Thomas Baudendistel, MD, FACP, associate program director of the Internal Medicine Residency Program at Sutter Health’s California Pacific Medical Center in San Francisco, notes that regional markets differ widely. The healthcare market in the Northern California Bay area is very different from the one in Los Angeles in terms of financial remuneration and incentivization.
“The survey,” he says, “gives a global gestalt of the regional flavor of hospital medicine” and reveals general ballpark medians that can be a good starting point for practice benchmarking. “I think what our administration [at California Pacific Medical Center] wants to see is our data compared to the people across the street and down the road, because that’s a closer comparison in terms of payer mix and insurance reimbursements.”
IPC’s Lary agrees. “When I compete, I don’t compete against people across the country; I compete with people across the street,” he says. “As large as IPC is, we realize that healthcare is delivered locally. What we try to do [with the survey] is take the information and, to the best or our ability, figure out how it applies to our individual settings and [to the] different markets that we are in.”
A Stake in the Sand
“I think the benchmarks we have in the survey are just a piece of information—[the survey] is a context, it’s a stake in the sand,” concludes Miller. “We do have variations by type of program, by size of hospital, by geographic location, by size of program. There are numbers for each one of those, and you can clue in as to what some of the more important variations are. We could list probably 25 to 50 variables that would affect hospitalists’ productivity in one way or the other—and that’s not taking into account the individual styles of hospitalists.”
For instance, some hospitalists want to work and earn as much money as possible, while others are searching for a work/life balance that will allow them time with their families.
The survey, says Lary, supplies a piece of information in a complex puzzle about a highly variable profession. “There are so many different ways this business is being conducted right now,” he says. “One medical community may be willing to subsidize a hospital medicine program, and another may not be willing.”

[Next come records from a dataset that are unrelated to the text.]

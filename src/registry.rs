//! # Task registry — single source of truth for task state.
//!
//! Maps task id → record + result waiter. Callers read snapshots; the pump
//! performs the only status mutations; the retention sweeper performs the
//! only removals.
//!
//! ## Architecture
//! ```text
//! admission ──► insert(record)            caller ──► snapshot(id)
//!                                         caller ──► watch(id) ──► await done
//! pump ──► begin(id)    Pending → Processing, takes params
//! pump ──► finish(id)   Processing → Completed|Failed, signals waiter
//! sweep ──► remove terminal records (count cap / age window)
//! ```
//!
//! ## Rules
//! - The lock is held for map and field access only, never across a handler.
//! - The waiter is signalled **after** the terminal write, never before.
//! - One `watch` channel per task; every receiver is released on signal.
//! - Eviction only touches terminal records.

use std::collections::HashMap;
use std::sync::Mutex;
use std::time::{Duration, SystemTime};

use serde::Serialize;
use serde_json::Value;
use tokio::sync::watch;

use crate::tasks::{FailureInfo, TaskId, TaskRecord, TaskSnapshot, TaskStatus};

/// Record plus its completion waiter.
struct Entry {
    record: TaskRecord,
    /// Flipped to `true` exactly once, after the terminal write.
    done: watch::Sender<bool>,
}

/// Aggregate status counts plus registry size.
#[derive(Debug, Clone, Copy, Default, PartialEq, Eq, Serialize)]
pub struct StatusCounts {
    /// Admitted, waiting in the queue.
    pub pending: usize,
    /// Executing on the host thread.
    pub processing: usize,
    /// Finished successfully.
    pub completed: usize,
    /// Finished with an error.
    pub failed: usize,
}

impl StatusCounts {
    /// Total number of records.
    pub fn total(&self) -> usize {
        self.pending + self.processing + self.completed + self.failed
    }
}

/// Command name and parameters handed to the executor by [`TaskRegistry::begin`].
pub(crate) struct BeginInfo {
    pub command: String,
    pub params: Value,
}

/// Thread-safe map of task records.
#[derive(Default)]
pub(crate) struct TaskRegistry {
    inner: Mutex<HashMap<TaskId, Entry>>,
}

impl TaskRegistry {
    pub fn new() -> Self {
        Self::default()
    }

    /// Inserts a freshly admitted record and creates its waiter.
    pub fn insert(&self, record: TaskRecord) {
        let (done, _rx) = watch::channel(false);
        let id = record.id;
        self.lock().insert(id, Entry { record, done });
    }

    /// Returns a fresh waiter receiver for this task.
    ///
    /// The receiver observes `true` once the task is terminal; receivers
    /// created after completion see `true` immediately.
    pub fn watch(&self, id: TaskId) -> Option<watch::Receiver<bool>> {
        self.lock().get(&id).map(|e| e.done.subscribe())
    }

    /// Returns the public view of a task.
    pub fn snapshot(&self, id: TaskId) -> Option<TaskSnapshot> {
        self.lock().get(&id).map(|e| e.record.snapshot())
    }

    /// Returns the command name a task resolves against.
    ///
    /// Used by the pump to resolve the handler before the task enters
    /// `Processing`.
    pub fn command_of(&self, id: TaskId) -> Option<String> {
        self.lock().get(&id).map(|e| e.record.command.clone())
    }

    /// Returns snapshots of all records, newest admission first.
    pub fn snapshots(&self) -> Vec<TaskSnapshot> {
        let map = self.lock();
        let mut all: Vec<TaskSnapshot> = map.values().map(|e| e.record.snapshot()).collect();
        all.sort_unstable_by(|a, b| b.seq.cmp(&a.seq));
        all
    }

    /// Number of records currently retained.
    pub fn len(&self) -> usize {
        self.lock().len()
    }

    /// Aggregate counts by status.
    pub fn counts(&self) -> StatusCounts {
        let map = self.lock();
        let mut c = StatusCounts::default();
        for e in map.values() {
            match e.record.status {
                TaskStatus::Pending => c.pending += 1,
                TaskStatus::Processing => c.processing += 1,
                TaskStatus::Completed => c.completed += 1,
                TaskStatus::Failed => c.failed += 1,
            }
        }
        c
    }

    /// Transitions `Pending → Processing` and hands out command + params.
    ///
    /// Pump-only. Returns `None` when the record vanished or is not pending
    /// (both indicate a bug elsewhere; the pump skips such ids).
    pub fn begin(&self, id: TaskId) -> Option<BeginInfo> {
        let mut map = self.lock();
        let entry = map.get_mut(&id)?;
        if entry.record.status != TaskStatus::Pending {
            return None;
        }
        entry.record.status = TaskStatus::Processing;
        entry.record.started_at = Some(SystemTime::now());

        let params = entry.record.params.take().unwrap_or(Value::Null);
        Some(BeginInfo {
            command: entry.record.command.clone(),
            params,
        })
    }

    /// Writes the terminal state and releases every waiter.
    ///
    /// Pump-only. The `done` signal is sent after the record write while the
    /// lock is still held, so no waiter can observe a terminal signal before
    /// the registry reflects it.
    pub fn finish(
        &self,
        id: TaskId,
        output: Result<Value, FailureInfo>,
        elapsed: Option<Duration>,
    ) {
        let mut map = self.lock();
        let Some(entry) = map.get_mut(&id) else {
            return;
        };
        if entry.record.status.is_terminal() {
            return;
        }

        entry.record.completed_at = Some(SystemTime::now());
        entry.record.elapsed = elapsed;
        match output {
            Ok(result) => {
                entry.record.status = TaskStatus::Completed;
                entry.record.result = Some(result);
            }
            Err(error) => {
                entry.record.status = TaskStatus::Failed;
                entry.record.error = Some(error);
            }
        }
        let _ = entry.done.send_replace(true);
    }

    /// Evicts terminal records and returns the evicted ids.
    ///
    /// Two passes, both skipping `Pending`/`Processing` records:
    /// 1. age window — terminal records completed more than `age` ago;
    /// 2. count cap — if more than `cap` terminal records remain, the oldest
    ///    by admission sequence go first.
    pub fn sweep(&self, cap: Option<usize>, age: Option<Duration>) -> Vec<TaskId> {
        let now = SystemTime::now();
        let mut map = self.lock();
        let mut evicted = Vec::new();

        if let Some(age) = age {
            let expired: Vec<TaskId> = map
                .values()
                .filter(|e| e.record.status.is_terminal())
                .filter(|e| {
                    e.record
                        .completed_at
                        .and_then(|t| now.duration_since(t).ok())
                        .is_some_and(|elapsed| elapsed > age)
                })
                .map(|e| e.record.id)
                .collect();
            for id in expired {
                map.remove(&id);
                evicted.push(id);
            }
        }

        if let Some(cap) = cap {
            let mut terminal: Vec<(u64, TaskId)> = map
                .values()
                .filter(|e| e.record.status.is_terminal())
                .map(|e| (e.record.seq, e.record.id))
                .collect();
            if terminal.len() > cap {
                terminal.sort_unstable_by_key(|(seq, _)| *seq);
                for (_, id) in terminal.drain(..terminal.len() - cap) {
                    map.remove(&id);
                    evicted.push(id);
                }
            }
        }

        evicted
    }

    fn lock(&self) -> std::sync::MutexGuard<'_, HashMap<TaskId, Entry>> {
        self.inner.lock().unwrap_or_else(|e| e.into_inner())
    }
}

#[cfg(test)]
mod tests {
    use serde_json::json;

    use super::*;

    fn admit(reg: &TaskRegistry, seq: u64) -> TaskId {
        let id = TaskId::generate();
        reg.insert(TaskRecord::admitted(
            id,
            "echo".into(),
            json!({"n": seq}),
            Value::Null,
            seq,
        ));
        id
    }

    fn complete(reg: &TaskRegistry, id: TaskId) {
        reg.begin(id).expect("pending");
        reg.finish(id, Ok(json!("ok")), Some(Duration::from_millis(1)));
    }

    #[test]
    fn test_lifecycle_transitions() {
        let reg = TaskRegistry::new();
        let id = admit(&reg, 1);
        assert_eq!(reg.snapshot(id).unwrap().status, TaskStatus::Pending);

        let info = reg.begin(id).unwrap();
        assert_eq!(info.command, "echo");
        assert_eq!(info.params, json!({"n": 1}));
        let snap = reg.snapshot(id).unwrap();
        assert_eq!(snap.status, TaskStatus::Processing);
        assert!(snap.started_at_ms.is_some());

        reg.finish(id, Ok(json!(42)), Some(Duration::from_millis(3)));
        let snap = reg.snapshot(id).unwrap();
        assert_eq!(snap.status, TaskStatus::Completed);
        assert_eq!(snap.result, Some(json!(42)));
        assert!(snap.error.is_none());
        assert_eq!(snap.elapsed_ms, Some(3));
    }

    #[test]
    fn test_begin_only_from_pending() {
        let reg = TaskRegistry::new();
        let id = admit(&reg, 1);
        assert!(reg.begin(id).is_some());
        // Double begin is a no-op.
        assert!(reg.begin(id).is_none());
    }

    #[test]
    fn test_finish_is_write_once() {
        let reg = TaskRegistry::new();
        let id = admit(&reg, 1);
        reg.begin(id).unwrap();
        reg.finish(id, Ok(json!("first")), None);
        reg.finish(id, Err(FailureInfo::new("late", "ignored")), None);

        let snap = reg.snapshot(id).unwrap();
        assert_eq!(snap.status, TaskStatus::Completed);
        assert_eq!(snap.result, Some(json!("first")));
        assert!(snap.error.is_none());
    }

    #[test]
    fn test_waiter_signalled_after_terminal_write() {
        let reg = TaskRegistry::new();
        let id = admit(&reg, 1);
        let rx = reg.watch(id).unwrap();
        assert!(!*rx.borrow());

        complete(&reg, id);
        assert!(*rx.borrow());
        // Late subscribers see the signal immediately.
        assert!(*reg.watch(id).unwrap().borrow());
    }

    #[test]
    fn test_counts() {
        let reg = TaskRegistry::new();
        let a = admit(&reg, 1);
        let b = admit(&reg, 2);
        let _c = admit(&reg, 3);
        complete(&reg, a);
        reg.begin(b).unwrap();

        let c = reg.counts();
        assert_eq!(c.pending, 1);
        assert_eq!(c.processing, 1);
        assert_eq!(c.completed, 1);
        assert_eq!(c.failed, 0);
        assert_eq!(c.total(), 3);
    }

    #[test]
    fn test_sweep_cap_evicts_oldest_terminal() {
        let reg = TaskRegistry::new();
        let a = admit(&reg, 1);
        let b = admit(&reg, 2);
        let c = admit(&reg, 3);
        for id in [a, b, c] {
            complete(&reg, id);
        }

        let evicted = reg.sweep(Some(2), None);
        assert_eq!(evicted, vec![a]);
        assert!(reg.snapshot(a).is_none());
        assert!(reg.snapshot(b).is_some());
        assert!(reg.snapshot(c).is_some());
    }

    #[test]
    fn test_sweep_never_evicts_live_tasks() {
        let reg = TaskRegistry::new();
        let pending = admit(&reg, 1);
        let processing = admit(&reg, 2);
        reg.begin(processing).unwrap();

        let evicted = reg.sweep(Some(0), Some(Duration::ZERO));
        assert!(evicted.is_empty());
        assert!(reg.snapshot(pending).is_some());
        assert!(reg.snapshot(processing).is_some());
    }

    #[test]
    fn test_sweep_age_window() {
        let reg = TaskRegistry::new();
        let old = admit(&reg, 1);
        complete(&reg, old);

        // A generous window keeps fresh completions.
        assert!(reg.sweep(None, Some(Duration::from_secs(3600))).is_empty());
        assert!(reg.snapshot(old).is_some());
    }

    #[test]
    fn test_snapshots_newest_first() {
        let reg = TaskRegistry::new();
        let a = admit(&reg, 1);
        let b = admit(&reg, 2);
        let all = reg.snapshots();
        assert_eq!(all.len(), 2);
        assert_eq!(all[0].id, b);
        assert_eq!(all[1].id, a);
    }
}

Hospitalists’ professional goals vary widely as well. As far as Dr. Nelson is concerned, the bottom line for hospitalists is to structure independent practices tailored to fit their goals. This means that hospitalists are connected to the economic consequences of their staffing and workload decisions. In that way, he says, rather than approaching administrators about hiring more physicians, the practice itself can decide whether it is worth the decrease in individual hospitalists’ incomes to hire another doctor.
Because their specialty is still evolving, hospitalists will find themselves educating their clients about the profession’s services and advantages. And for that process, the survey can be a helpful adjunct. Miller agrees that the use of the survey requires a certain amount of interpolation on the part of hospitalist leaders. They should be careful, he emphasizes, not to lose sight of the individuality of their own practices.
“If you hold up the survey as the governing document when you negotiate with your hospital, then each party will use it to their advantage,” says Dr. Nelson. “This can push you towards being ‘average’ when that might not be appropriate for your practice.” TH
Gretchen Henkel is a frequent contributor to The Hospitalist.